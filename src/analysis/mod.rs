//! Control-flow analysis: edges, reverse postorder, dominator tree, and
//! dominance frontiers.
//!
//! The dominator construction is the iterative Cooper-Harvey-Kennedy
//! algorithm over reverse postorder; it is shared by the verifier's SSA
//! checks and by `mem2reg`'s block-parameter placement.

use std::collections::HashSet;

use crate::il::function::Function;
use crate::il::value::BlockId;

/// Predecessor/successor lists for a function's blocks
#[derive(Debug, Clone)]
pub struct Cfg {
    /// Predecessors of each block, in edge order
    pub preds: Vec<Vec<BlockId>>,
    /// Successors of each block, in edge order
    pub succs: Vec<Vec<BlockId>>,
}

impl Cfg {
    /// Build the CFG from block terminators. Unterminated blocks (only
    /// possible mid-construction) contribute no edges.
    pub fn build(f: &Function) -> Cfg {
        let n = f.blocks.len();
        let mut preds = vec![Vec::new(); n];
        let mut succs = vec![Vec::new(); n];
        for (i, b) in f.blocks.iter().enumerate() {
            if let Some(term) = &b.term {
                for (succ, _) in term.successors() {
                    succs[i].push(succ);
                    preds[succ.index()].push(BlockId(i as u32));
                }
            }
        }
        Cfg { preds, succs }
    }

    /// Blocks reachable from the entry
    pub fn reachable(&self) -> Vec<bool> {
        let mut seen = vec![false; self.succs.len()];
        if seen.is_empty() {
            return seen;
        }
        let mut stack = vec![BlockId(0)];
        seen[0] = true;
        while let Some(b) = stack.pop() {
            for s in &self.succs[b.index()] {
                if !seen[s.index()] {
                    seen[s.index()] = true;
                    stack.push(*s);
                }
            }
        }
        seen
    }
}

/// Immediate-dominator tree over the reachable blocks
#[derive(Debug, Clone)]
pub struct DomTree {
    /// Immediate dominator of each block; `None` for the entry and for
    /// unreachable blocks
    pub idom: Vec<Option<BlockId>>,
    /// Reachable blocks in reverse postorder (entry first)
    pub rpo: Vec<BlockId>,
    rpo_number: Vec<usize>,
}

const UNREACHED: usize = usize::MAX;

impl DomTree {
    /// Compute dominators for a function's CFG
    pub fn build(cfg: &Cfg) -> DomTree {
        let n = cfg.succs.len();
        let mut rpo = Vec::with_capacity(n);
        let mut rpo_number = vec![UNREACHED; n];
        if n > 0 {
            // Iterative postorder DFS from the entry, then reverse.
            let mut state: Vec<(BlockId, usize)> = vec![(BlockId(0), 0)];
            let mut on_stack = vec![false; n];
            let mut post = Vec::with_capacity(n);
            on_stack[0] = true;
            while let Some((b, child)) = state.last_mut() {
                let succs = &cfg.succs[b.index()];
                if *child < succs.len() {
                    let next = succs[*child];
                    *child += 1;
                    if !on_stack[next.index()] {
                        on_stack[next.index()] = true;
                        state.push((next, 0));
                    }
                } else {
                    post.push(*b);
                    state.pop();
                }
            }
            rpo = post;
            rpo.reverse();
            for (i, b) in rpo.iter().enumerate() {
                rpo_number[b.index()] = i;
            }
        }

        let mut idom: Vec<Option<BlockId>> = vec![None; n];
        if !rpo.is_empty() {
            idom[0] = Some(BlockId(0));
            let mut changed = true;
            while changed {
                changed = false;
                for &b in rpo.iter().skip(1) {
                    let mut new_idom: Option<BlockId> = None;
                    for &p in &cfg.preds[b.index()] {
                        if rpo_number[p.index()] == UNREACHED || idom[p.index()].is_none() {
                            continue;
                        }
                        new_idom = Some(match new_idom {
                            None => p,
                            Some(cur) => intersect(&idom, &rpo_number, p, cur),
                        });
                    }
                    if let Some(nd) = new_idom {
                        if idom[b.index()] != Some(nd) {
                            idom[b.index()] = Some(nd);
                            changed = true;
                        }
                    }
                }
            }
            // The entry's self-idom is a construction convenience only.
            idom[0] = None;
        }

        DomTree {
            idom,
            rpo,
            rpo_number,
        }
    }

    /// True when the block was reached from the entry
    pub fn is_reachable(&self, b: BlockId) -> bool {
        self.rpo_number[b.index()] != UNREACHED
    }

    /// Does `a` dominate `b`? Every block dominates itself. False when
    /// either block is unreachable.
    pub fn dominates(&self, a: BlockId, b: BlockId) -> bool {
        if !self.is_reachable(a) || !self.is_reachable(b) {
            return false;
        }
        let mut cur = b;
        loop {
            if cur == a {
                return true;
            }
            match self.idom[cur.index()] {
                Some(next) => cur = next,
                None => return false,
            }
        }
    }

    /// Dominance frontier of every block
    pub fn frontiers(&self, cfg: &Cfg) -> Vec<Vec<BlockId>> {
        let n = cfg.succs.len();
        let mut df: Vec<Vec<BlockId>> = vec![Vec::new(); n];
        for &b in &self.rpo {
            if cfg.preds[b.index()].len() < 2 {
                continue;
            }
            let Some(dom) = self.idom[b.index()] else {
                continue;
            };
            for &p in &cfg.preds[b.index()] {
                if !self.is_reachable(p) {
                    continue;
                }
                let mut runner = p;
                while runner != dom {
                    if !df[runner.index()].contains(&b) {
                        df[runner.index()].push(b);
                    }
                    match self.idom[runner.index()] {
                        Some(next) => runner = next,
                        None => break,
                    }
                }
            }
        }
        df
    }

    /// Iterated dominance frontier of a set of defining blocks
    pub fn iterated_frontier(&self, cfg: &Cfg, defs: &[BlockId]) -> Vec<BlockId> {
        let df = self.frontiers(cfg);
        let mut result: HashSet<BlockId> = HashSet::new();
        let mut work: Vec<BlockId> = defs
            .iter()
            .copied()
            .filter(|b| self.is_reachable(*b))
            .collect();
        while let Some(b) = work.pop() {
            for &d in &df[b.index()] {
                if result.insert(d) {
                    work.push(d);
                }
            }
        }
        let mut out: Vec<BlockId> = result.into_iter().collect();
        out.sort_by_key(|b| self.rpo_number[b.index()]);
        out
    }

    /// Dominator-tree children, for preorder walks
    pub fn children(&self) -> Vec<Vec<BlockId>> {
        let mut kids: Vec<Vec<BlockId>> = vec![Vec::new(); self.idom.len()];
        for &b in &self.rpo {
            if let Some(parent) = self.idom[b.index()] {
                kids[parent.index()].push(b);
            }
        }
        kids
    }
}

fn intersect(
    idom: &[Option<BlockId>],
    rpo_number: &[usize],
    mut a: BlockId,
    mut b: BlockId,
) -> BlockId {
    while a != b {
        while rpo_number[a.index()] > rpo_number[b.index()] {
            a = idom[a.index()].unwrap_or(BlockId(0));
        }
        while rpo_number[b.index()] > rpo_number[a.index()] {
            b = idom[b.index()].unwrap_or(BlockId(0));
        }
    }
    a
}

#[cfg(test)]
mod tests {
    use super::*;
    use crate::il::builder::Builder;
    use crate::il::module::Module;
    use crate::il::types::Type;
    use crate::il::value::Value;

    /// Diamond: entry -> (left | right) -> join
    fn diamond() -> Module {
        let mut m = Module::new();
        let mut b = Builder::new(&mut m);
        b.create_function("f", &[("c", Type::I1)], Type::I64).unwrap();
        let entry = b.create_block("entry").unwrap();
        let left = b.create_block("left").unwrap();
        let right = b.create_block("right").unwrap();
        let join = b.create_block("join").unwrap();
        let v = b.add_block_param(join, "v", Type::I64).unwrap();
        b.switch_block(entry).unwrap();
        let c = b.param_values().unwrap()[0];
        b.cbr(c, left, &[], right, &[]).unwrap();
        b.switch_block(left).unwrap();
        b.br(join, &[Value::ConstInt(1)]).unwrap();
        b.switch_block(right).unwrap();
        b.br(join, &[Value::ConstInt(2)]).unwrap();
        b.switch_block(join).unwrap();
        b.ret(Some(v)).unwrap();
        m
    }

    #[test]
    fn test_diamond_dominators() {
        let m = diamond();
        let cfg = Cfg::build(&m.functions[0]);
        let dom = DomTree::build(&cfg);
        let (entry, left, right, join) = (BlockId(0), BlockId(1), BlockId(2), BlockId(3));
        assert_eq!(dom.idom[join.index()], Some(entry));
        assert_eq!(dom.idom[left.index()], Some(entry));
        assert!(dom.dominates(entry, join));
        assert!(!dom.dominates(left, join));
        assert!(dom.dominates(right, right));
    }

    #[test]
    fn test_diamond_frontiers() {
        let m = diamond();
        let cfg = Cfg::build(&m.functions[0]);
        let dom = DomTree::build(&cfg);
        let df = dom.frontiers(&cfg);
        let (left, right, join) = (BlockId(1), BlockId(2), BlockId(3));
        assert_eq!(df[left.index()], vec![join]);
        assert_eq!(df[right.index()], vec![join]);
        assert!(df[join.index()].is_empty());

        let idf = dom.iterated_frontier(&cfg, &[left]);
        assert_eq!(idf, vec![join]);
    }

    #[test]
    fn test_unreachable_block() {
        let mut m = Module::new();
        let mut b = Builder::new(&mut m);
        b.create_function("f", &[], Type::Void).unwrap();
        let entry = b.create_block("entry").unwrap();
        let orphan = b.create_block("orphan").unwrap();
        b.switch_block(entry).unwrap();
        b.ret(None).unwrap();
        b.switch_block(orphan).unwrap();
        b.ret(None).unwrap();

        let cfg = Cfg::build(&m.functions[0]);
        let dom = DomTree::build(&cfg);
        assert!(dom.is_reachable(entry));
        assert!(!dom.is_reachable(orphan));
        assert!(!dom.dominates(entry, orphan));
        assert_eq!(cfg.reachable(), vec![true, false]);
    }
}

#### TASK OBJECTIVE:
Each line in the material with "usize" in it must be reported.

#### EXPECTED ANSWER:
    rpo_number: Vec<usize>,
const UNREACHED: usize = usize::MAX;
            let mut state: Vec<(BlockId, usize)> = vec![(BlockId(0), 0)];
    rpo_number: &[usize],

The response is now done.